Miracle Gel, Sally Hansen, żelowe pastele bez lampy UV



Wreszcie na moich paznokciach dorobiłam się żelowego lakieru.  

Dotąd wierna byłam lakierom drogeryjnym, klasycznym, tym, które nakładać można w domu, bo jako typowa Zosia Samosia manicure robię zawsze samodzielnie. 
Nie jestem lakieromaniaczką, nie zmieniam kolorów co dzień, dwa. Dla mnie ważny jest kolor, na który mam właśnie chcicę i maksymalnie dobra trwałość tego lakieru.

Trzy, cztery dni lakieru na pazurkach to minimum, żebym do danej buteleczki powracała, pięć, sześć z top coatem może być, ale powyżej tygodnia? Nie zdarzyło mi się jeszcze, żeby mając nawet drogi lakier, tak długo miała manicure w nienagannym stanie.

Przed świętami dowiedziałam się, że znalazłam się w grupie dziewczyn, które jako "ekspertki" Sally Hansen będą miały okazję, i jak się potem okazało, dużą przyjemność bliższego poznania się z innowacyjnym sposobem na żelowy manicure.
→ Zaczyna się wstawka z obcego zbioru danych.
//! Unit data model.
//!
//! A unit is one isolated execution unit of the testbed (a container) with
//! a fixed role, a unique name and a unique overlay address.

mod entry;
mod role;

pub use entry::{UnitEntry, UnitIdentity, SUFFIX_LEN};
pub use role::{Role, UnitStatus};
impl ReadinessProbe {
    /// Returns the overall timeout.
    pub fn timeout(&self) -> Duration {
        Duration::from_secs(self.timeout_secs)
    }

    /// Returns the pause between attempts.
    pub fn interval(&self) -> Duration {
        Duration::from_millis(self.interval_ms)
    }

    /// Returns true if the probe has a command to run.
    pub fn is_enabled(&self) -> bool {
        !self.command.is_empty()
    }
}

/// Settings shared by every unit the manager creates.
#[derive(Debug, Clone, PartialEq, Eq, Serialize, Deserialize)]
#[serde(default)]
pub struct LifecycleConfig {
    /// Prefix of generated unit names.
    pub name_prefix: String,

    /// Image every unit runs.
    pub image: String,

    /// Runtime network units join.
    pub network: String,

    /// Shared volume mounted into every unit.
    pub volume: String,

    /// Mount point of the shared volume.
    pub volume_target: String,

    /// Unit port a client's exposed host port maps to.
    pub socks_port: u16,

    /// Command run inside a directory authority before it is removed.
    pub da_cleanup_command: Vec<String>,

    /// Readiness check for newly created directory authorities.
    pub readiness: ReadinessProbe,
}

impl Default for LifecycleConfig {
    fn default() -> Self {
        Self {
            name_prefix: DEFAULT_NAME_PREFIX.to_string(),
            image: DEFAULT_NAME_PREFIX.to_string(),
            network: DEFAULT_NAME_PREFIX.to_string(),
            volume: DEFAULT_NAME_PREFIX.to_string(),
            volume_target: "/status".to_string(),
            socks_port: DEFAULT_SOCKS_PORT,
            da_cleanup_command: vec!["/opt/cleanup_da.sh".to_string()],
            readiness: ReadinessProbe::default(),
        }
    }
}

/// Per-unit options for [`LifecycleManager::create`].
#[derive(Debug, Clone, Default, PartialEq, Eq)]
pub struct CreateOptions {
    /// Host port bound to the unit's SOCKS port.
    pub exposed_port: Option<u16>,

    /// Extra environment on top of `ROLE` and `NICK`.
    pub env: BTreeMap<String, String>,
}

impl CreateOptions {
    /// Creates empty options.
    pub fn new() -> Self {
        Self::default()
    }

    /// Binds a host port to the unit's SOCKS port.
    pub fn exposed_port(mut self, port: u16) -> Self {
        self.exposed_port = Some(port);
        self
    }

    /// Adds an environment variable.
    pub fn env(mut self, key: impl Into<String>, value: impl Into<String>) -> Self {
        self.env.insert(key.into(), value.into());
        self
    }

    /// Adds the hidden service variables.
    pub fn hidden_service(mut self, hs: &HiddenServiceOptions) -> Self {
        self.env.extend(hs.env());
        self
    }
}

/// Where a hidden service unit forwards onion traffic.
#[derive(Debug, Clone, PartialEq, Eq, Serialize, Deserialize)]
pub struct HiddenServiceOptions {
    /// Virtual port of the onion service.
    pub hs_port: u16,

    /// Backend address traffic is forwarded to.
    pub service_ip: String,

    /// Backend port traffic is forwarded to.
    pub service_port: u16,
}

impl Default for HiddenServiceOptions {
    fn default() -> Self {
        Self {
            hs_port: 80,
            service_ip: "127.0.0.1".to_string(),
            service_port: 80,
        }
    }
}

impl HiddenServiceOptions {
    /// Returns the `HS_PORT`, `SERVICE_IP` and `SERVICE_PORT` variables.
    pub fn env(&self) -> BTreeMap<String, String> {
        [
            ("HS_PORT".to_string(), self.hs_port.to_string()),
            ("SERVICE_IP".to_string(), self.service_ip.clone()),
            ("SERVICE_PORT".to_string(), self.service_port.to_string()),
        ]
        .into_iter()
        .collect()
    }
}

/// Result of the cleanup command run before removing a directory authority.
#[derive(Debug, Clone, PartialEq, Eq)]
pub enum CleanupStatus {
    /// The command exited zero.
    Succeeded,

    /// The command ran and exited non-zero.
    Failed {
        /// Exit code.
        exit_code: i32,
        /// Combined output.
        output: String,
    },

    /// The command could not be run.
    Errored(String),
}

impl CleanupStatus {
    /// Returns true if cleanup succeeded.
    pub fn is_success(&self) -> bool {
        matches!(self, Self::Succeeded)
    }
}

/// What [`LifecycleManager::remove`] did.
#[derive(Debug, Clone)]
pub struct RemovalOutcome {
    /// The removed entry.
    pub entry: UnitEntry,

    /// Cleanup result, for directory authorities only.
    pub cleanup: Option<CleanupStatus>,

    /// Fleet restart triggered by the removal, if any.
    pub restart: Option<RestartSummary>,
}

/// What [`LifecycleManager::add`] did.
#[derive(Debug, Clone)]
pub struct AddOutcome {
    /// Entries created, in creation order.
    pub created: Vec<UnitEntry>,

    /// Fleet restart triggered by the additions, if any.
    pub restart: Option<RestartSummary>,
}

/// Creates, starts, stops and removes units and records every transition.
pub struct LifecycleManager {
    runtime: SharedRuntime,
    registry: Registry,
    allocator: AddressAllocator,
    restart_policy: TopologyRestartPolicy,
    config: LifecycleConfig,
}
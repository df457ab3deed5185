//! Command-line configuration.
//!
//! This module provides configuration types for the `tornet` tool,
//! supporting loading from a TOML file, an environment variable naming that
//! file, and CLI argument overrides.

use anyhow::{bail, Context};
use serde::{Deserialize, Serialize};
use std::path::{Path, PathBuf};
use tornet_fleet::{
    AddressAllocator, AllocationPolicy, DockerRuntimeConfig, LifecycleConfig, ReadinessProbe,
};

/// Directory name under the platform config and data directories.
const APP_DIR: &str = "tornet";

/// Tool configuration.
#[derive(Debug, Clone, Default, Serialize, Deserialize)]
#[serde(default)]
pub struct TornetConfig {
    /// Container runtime and unit settings.
    pub docker: DockerConfig,

    /// Registry document location.
    pub registry: RegistryConfig,

    /// Address allocation.
    pub allocation: AllocationConfig,

    /// Readiness probe for new directory authorities.
    pub readiness: ReadinessProbe,

    /// Logging configuration.
    pub logging: LoggingConfig,
}

/// Container runtime and unit settings.
#[derive(Debug, Clone, Serialize, Deserialize)]
#[serde(default)]
pub struct DockerConfig {
    /// Prefix of generated unit names.
    pub name_prefix: String,

    /// Image every unit runs.
    pub image: String,

    /// Docker network units join.
    pub network: String,

    /// Shared volume mounted into every unit.
    pub volume: String,

    /// Mount point of the shared volume.
    pub volume_target: String,

    /// Client SOCKS port inside the unit.
    pub socks_port: u16,

    /// Seconds Docker waits for a unit to stop.
    pub stop_timeout_secs: i64,

    /// Command run inside a directory authority before removal.
    pub da_cleanup_command: Vec<String>,
}

impl Default for DockerConfig {
    fn default() -> Self {
        let lifecycle = LifecycleConfig::default();
        Self {
            name_prefix: lifecycle.name_prefix,
            image: lifecycle.image,
            network: lifecycle.network,
            volume: lifecycle.volume,
            volume_target: lifecycle.volume_target,
            socks_port: lifecycle.socks_port,
            stop_timeout_secs: DockerRuntimeConfig::default().stop_timeout_secs,
            da_cleanup_command: lifecycle.da_cleanup_command,
        }
    }
}

/// Registry document location.
#[derive(Debug, Clone, Default, Serialize, Deserialize)]
#[serde(default)]
pub struct RegistryConfig {
    /// Path of the JSON document. Defaults to `<data dir>/tornet/status.json`.
    pub path: Option<PathBuf>,
}

impl RegistryConfig {
    /// Returns the configured path or the platform default.
    pub fn document_path(&self) -> anyhow::Result<PathBuf> {
        if let Some(path) = &self.path {
            return Ok(path.clone());
        }
        let data_dir = dirs::data_dir().context("Could not determine the user data directory")?;
        Ok(data_dir.join(APP_DIR).join("status.json"))
    }
}

/// Address allocation.
#[derive(Debug, Clone, Serialize, Deserialize)]
#[serde(default)]
pub struct AllocationConfig {
    /// `subnet` draws from the Docker network's subnet; `octet` from a
    /// fixed prefix.
    pub policy: String,

    /// Leading subnet addresses never handed out (`subnet` policy).
    pub reserved: u32,

    /// Fixed leading octets (`octet` policy).
    pub octet_prefix: [u8; 3],

    /// Lowest last octet (`octet` policy).
    pub octet_min: u8,

    /// Highest last octet (`octet` policy).
    pub octet_max: u8,

    /// Random draws before sweeping the range.
    pub max_attempts: u32,
}

impl Default for AllocationConfig {
    fn default() -> Self {
        Self {
            policy: "subnet".to_string(),
            reserved: tornet_fleet::allocator::DEFAULT_RESERVED_ADDRESSES,
            octet_prefix: [10, 5, 0],
            octet_min: 10,
            octet_max: 250,
            max_attempts: tornet_fleet::allocator::DEFAULT_MAX_ATTEMPTS,
        }
    }
}

impl AllocationConfig {
    /// Returns the allocation policy.
    pub fn policy(&self) -> anyhow::Result<AllocationPolicy> {
        match self.policy.to_lowercase().as_str() {
            "subnet" => Ok(AllocationPolicy::RandomInSubnet {
                reserved: self.reserved,
            }),
            "octet" => Ok(AllocationPolicy::RandomOctet {
                prefix: self.octet_prefix,
                min: self.octet_min,
                max: self.octet_max,
            }),
            other => bail!("Invalid allocation policy: {}", other),
        }
    }
}

/// Logging configuration.
#[derive(Debug, Clone, Serialize, Deserialize)]
#[serde(default)]
pub struct LoggingConfig {
    /// Log level (trace, debug, info, warn, error).
    pub level: String,

    /// Log format (pretty, json, compact).
    pub format: String,
}

impl Default for LoggingConfig {
    fn default() -> Self {
        Self {
            level: "warn".to_string(),
            format: "compact".to_string(),
        }
    }
}

impl TornetConfig {
    /// Loads configuration from a file.
    pub fn from_file(path: &Path) -> anyhow::Result<Self> {
        let content = std::fs::read_to_string(path)?;
        let config: Self = toml::from_str(&content)?;
        Ok(config)
    }

    /// Loads the explicit file, else the default file if present, else defaults.
    pub fn load(explicit: Option<&Path>) -> anyhow::Result<Self> {
        if let Some(path) = explicit {
            return Self::from_file(path)
                .with_context(|| format!("Failed to load config from {:?}", path));
        }
        match Self::default_path() {
            Some(path) if path.exists() => Self::from_file(&path)
                .with_context(|| format!("Failed to load config from {:?}", path)),
            _ => Ok(Self::default()),
        }
    }

    /// `<config dir>/tornet/config.toml`.
    pub fn default_path() -> Option<PathBuf> {
        dirs::config_dir().map(|dir| dir.join(APP_DIR).join("config.toml"))
    }

    /// Merges CLI arguments into the configuration.
    pub fn merge_cli_args(&mut self, args: &super::CliArgs) {
        if let Some(ref path) = args.registry {
            self.registry.path = Some(path.clone());
        }

        if let Some(ref network) = args.network {
            self.docker.network = network.clone();
        }

        if let Some(ref level) = args.log_level {
            self.logging.level = level.clone();
        }

        if args.json_logs {
            self.logging.format = "json".to_string();
        }
    }

    /// Validates the configuration.
    pub fn validate(&self) -> anyhow::Result<()> {
        let valid_levels = ["trace", "debug", "info", "warn", "error"];
        if !valid_levels.contains(&self.logging.level.to_lowercase().as_str()) {
            bail!("Invalid log level: {}", self.logging.level);
        }

        let valid_formats = ["pretty", "json", "compact"];
        if !valid_formats.contains(&self.logging.format.to_lowercase().as_str()) {
            bail!("Invalid log format: {}", self.logging.format);
        }

        if self.docker.name_prefix.is_empty() {
            bail!("Unit name prefix must not be empty");
        }

        self.allocation.policy()?;
        if self.allocation.octet_min > self.allocation.octet_max {
            bail!(
                "Octet range is empty: {} > {}",
                self.allocation.octet_min,
                self.allocation.octet_max
            );
        }

        if self.readiness.is_enabled() {
            if self.readiness.interval_ms == 0 {
                bail!("Readiness probe interval must be positive");
            }
            if self.readiness.timeout_secs == 0 {
                bail!("Readiness probe timeout must be positive");
            }
        }

        Ok(())
    }

    /// Returns the lifecycle settings.
    pub fn lifecycle_config(&self) -> LifecycleConfig {
        LifecycleConfig {
            name_prefix: self.docker.name_prefix.clone(),
            image: self.docker.image.clone(),
            network: self.docker.network.clone(),
            volume: self.docker.volume.clone(),
            volume_target: self.docker.volume_target.clone(),
            socks_port: self.docker.socks_port,
            da_cleanup_command: self.docker.da_cleanup_command.clone(),
            readiness: self.readiness.clone(),
        }
    }

    /// Returns the Docker runtime settings.
    pub fn runtime_config(&self) -> DockerRuntimeConfig {
        DockerRuntimeConfig::builder()
            .stop_timeout_secs(self.docker.stop_timeout_secs)
            .build()
    }

    /// Returns the address allocator.
    pub fn allocator(&self) -> anyhow::Result<AddressAllocator> {
        Ok(AddressAllocator::new(self.allocation.policy()?)
            .with_max_attempts(self.allocation.max_attempts))
    }
}
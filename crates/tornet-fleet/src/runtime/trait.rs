//! Unit runtime trait definition.
//!
//! This module defines the seam between the fleet and the container runtime
//! that actually materializes units, along with the unit specification and
//! exec output types that cross it.

use async_trait::async_trait;
use serde::{Deserialize, Serialize};
use std::collections::BTreeMap;
use std::net::Ipv4Addr;
use std::sync::Arc;

use crate::allocator::Subnet;
use crate::error::Result;

/// Container runtime that creates, starts, stops and removes units.
///
/// Units are addressed by the opaque handle returned from [`create`]. The
/// runtime keeps no fleet state of its own; the registry is the record of
/// which handles belong to the fleet.
///
/// # Thread Safety
///
/// Implementations must be `Send + Sync` so a runtime can be shared behind
/// an [`Arc`] by the lifecycle manager and the information queries.
///
/// [`create`]: UnitRuntime::create
#[async_trait]
pub trait UnitRuntime: Send + Sync {
    /// Creates a unit from the specification without starting it.
    ///
    /// Returns the runtime handle of the new unit.
    async fn create(&self, spec: &UnitSpec) -> Result<String>;

    /// Starts a stopped unit.
    async fn start(&self, runtime_id: &str) -> Result<()>;

    /// Stops a running unit.
    ///
    /// May fail if the unit is already stopped; callers decide whether that
    /// matters.
    async fn stop(&self, runtime_id: &str) -> Result<()>;

    /// Removes a unit. The unit should already be stopped.
    async fn remove(&self, runtime_id: &str) -> Result<()>;

    /// Executes a command inside a running unit.
    ///
    /// A non-zero exit code is not an error; it is reported in [`ExecOutput`].
    ///
    /// # Example
    ///
    /// ```ignore
    /// let output = runtime.exec(&entry.runtime_id, &["cat", "/etc/tor/torrc"]).await?;
    /// assert!(output.success());
    /// ```
    async fn exec(&self, runtime_id: &str, cmd: &[&str]) -> Result<ExecOutput>;

    /// Looks up the IPv4 subnet of a runtime network.
    async fn subnet(&self, network: &str) -> Result<Subnet>;

    /// Removes a named volume and creates it again empty.
    async fn reset_volume(&self, volume: &str) -> Result<()>;
}

/// A shared runtime for dynamic dispatch.
pub type SharedRuntime = Arc<dyn UnitRuntime>;

/// Everything the runtime needs to materialize one unit.
#[derive(Debug, Clone, PartialEq, Eq, Serialize, Deserialize)]
pub struct UnitSpec {
    /// Unit name, also used as the container name.
    pub name: String,

    /// Image reference.
    pub image: String,

    /// Environment variables.
    pub env: BTreeMap<String, String>,

    /// Runtime network the unit joins.
    pub network: String,

    /// Fixed address on that network.
    pub address: Ipv4Addr,

    /// Named volumes mounted into the unit.
    pub volumes: Vec<VolumeBinding>,

    /// Optional host port published to a unit port.
    pub port: Option<PortBinding>,
}

impl UnitSpec {
    /// Creates a specification with no environment, volumes or ports.
    pub fn new(
        name: impl Into<String>,
        image: impl Into<String>,
        network: impl Into<String>,
        address: Ipv4Addr,
    ) -> Self {
        Self {
            name: name.into(),
            image: image.into(),
            env: BTreeMap::new(),
            network: network.into(),
            address,
            volumes: Vec::new(),
            port: None,
        }
    }

    /// Sets an environment variable.
    pub fn env(mut self, key: impl Into<String>, value: impl Into<String>) -> Self {
        self.env.insert(key.into(), value.into());
        self
    }

    /// Sets several environment variables.
    pub fn envs<I, K, V>(mut self, vars: I) -> Self
    where
        I: IntoIterator<Item = (K, V)>,
        K: Into<String>,
        V: Into<String>,
    {
        self.env
            .extend(vars.into_iter().map(|(k, v)| (k.into(), v.into())));
        self
    }

    /// Mounts a named volume.
    pub fn volume(mut self, source: impl Into<String>, target: impl Into<String>) -> Self {
        self.volumes.push(VolumeBinding {
            source: source.into(),
            target: target.into(),
        });
        self
    }

    /// Publishes `host_port` on the host to `unit_port` inside the unit.
    pub fn port(mut self, host_port: u16, unit_port: u16) -> Self {
        self.port = Some(PortBinding {
            host_port,
            unit_port,
        });
        self
    }

    /// Returns the environment as `KEY=value` strings.
    pub fn env_list(&self) -> Vec<String> {
        self.env.iter().map(|(k, v)| format!("{k}={v}")).collect()
    }
}

/// A named volume mounted into a unit.
#[derive(Debug, Clone, PartialEq, Eq, Serialize, Deserialize)]
pub struct VolumeBinding {
    /// Volume name.
    pub source: String,

    /// Mount point inside the unit.
    pub target: String,
}

impl VolumeBinding {
    /// Returns the bind in `source:target` form.
    pub fn to_bind(&self) -> String {
        format!("{}:{}", self.source, self.target)
    }
}

/// A host port published to a unit port.
#[derive(Debug, Clone, Copy, PartialEq, Eq, Serialize, Deserialize)]
pub struct PortBinding {
    /// Port on the host.
    pub host_port: u16,

    /// Port inside the unit.
    pub unit_port: u16,
}

/// Output from executing a command in a unit.
#[derive(Debug, Clone, Default, PartialEq, Eq, Serialize, Deserialize)]
pub struct ExecOutput {
    /// Standard output from the command.
    pub stdout: String,

    /// Standard error from the command.
    pub stderr: String,

    /// Exit code of the command.
    pub exit_code: i32,
}

impl ExecOutput {
    /// Creates a new exec output.
    pub fn new(stdout: impl Into<String>, stderr: impl Into<String>, exit_code: i32) -> Self {
        Self {
            stdout: stdout.into(),
            stderr: stderr.into(),
            exit_code,
        }
    }

    /// Returns true if the command succeeded (exit code 0).
    pub fn success(&self) -> bool {
        self.exit_code == 0
    }

    /// Returns the combined stdout and stderr.
    pub fn combined_output(&self) -> String {
        if self.stderr.is_empty() {
            self.stdout.clone()
        } else if self.stdout.is_empty() {
            self.stderr.clone()
        } else {
            format!("{}\n{}", self.stdout, self.stderr)
        }
    }
}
Producent obiecuje, że bez żadnej lampy, tylko dzięki tej czarnej buteleczce z utwardzaczem, pięknie błyszczącym, intensywnym kolorem będziemy cieszyć się nawet 14 dni.
Nie powiem Wam, czy aż tyle wytrzymuje ten lakier. Paznokcie rosną mi na tyle szybko, że po tygodniu nie jestem w stanie przychylnym okiem patrzyć na moje odrosty.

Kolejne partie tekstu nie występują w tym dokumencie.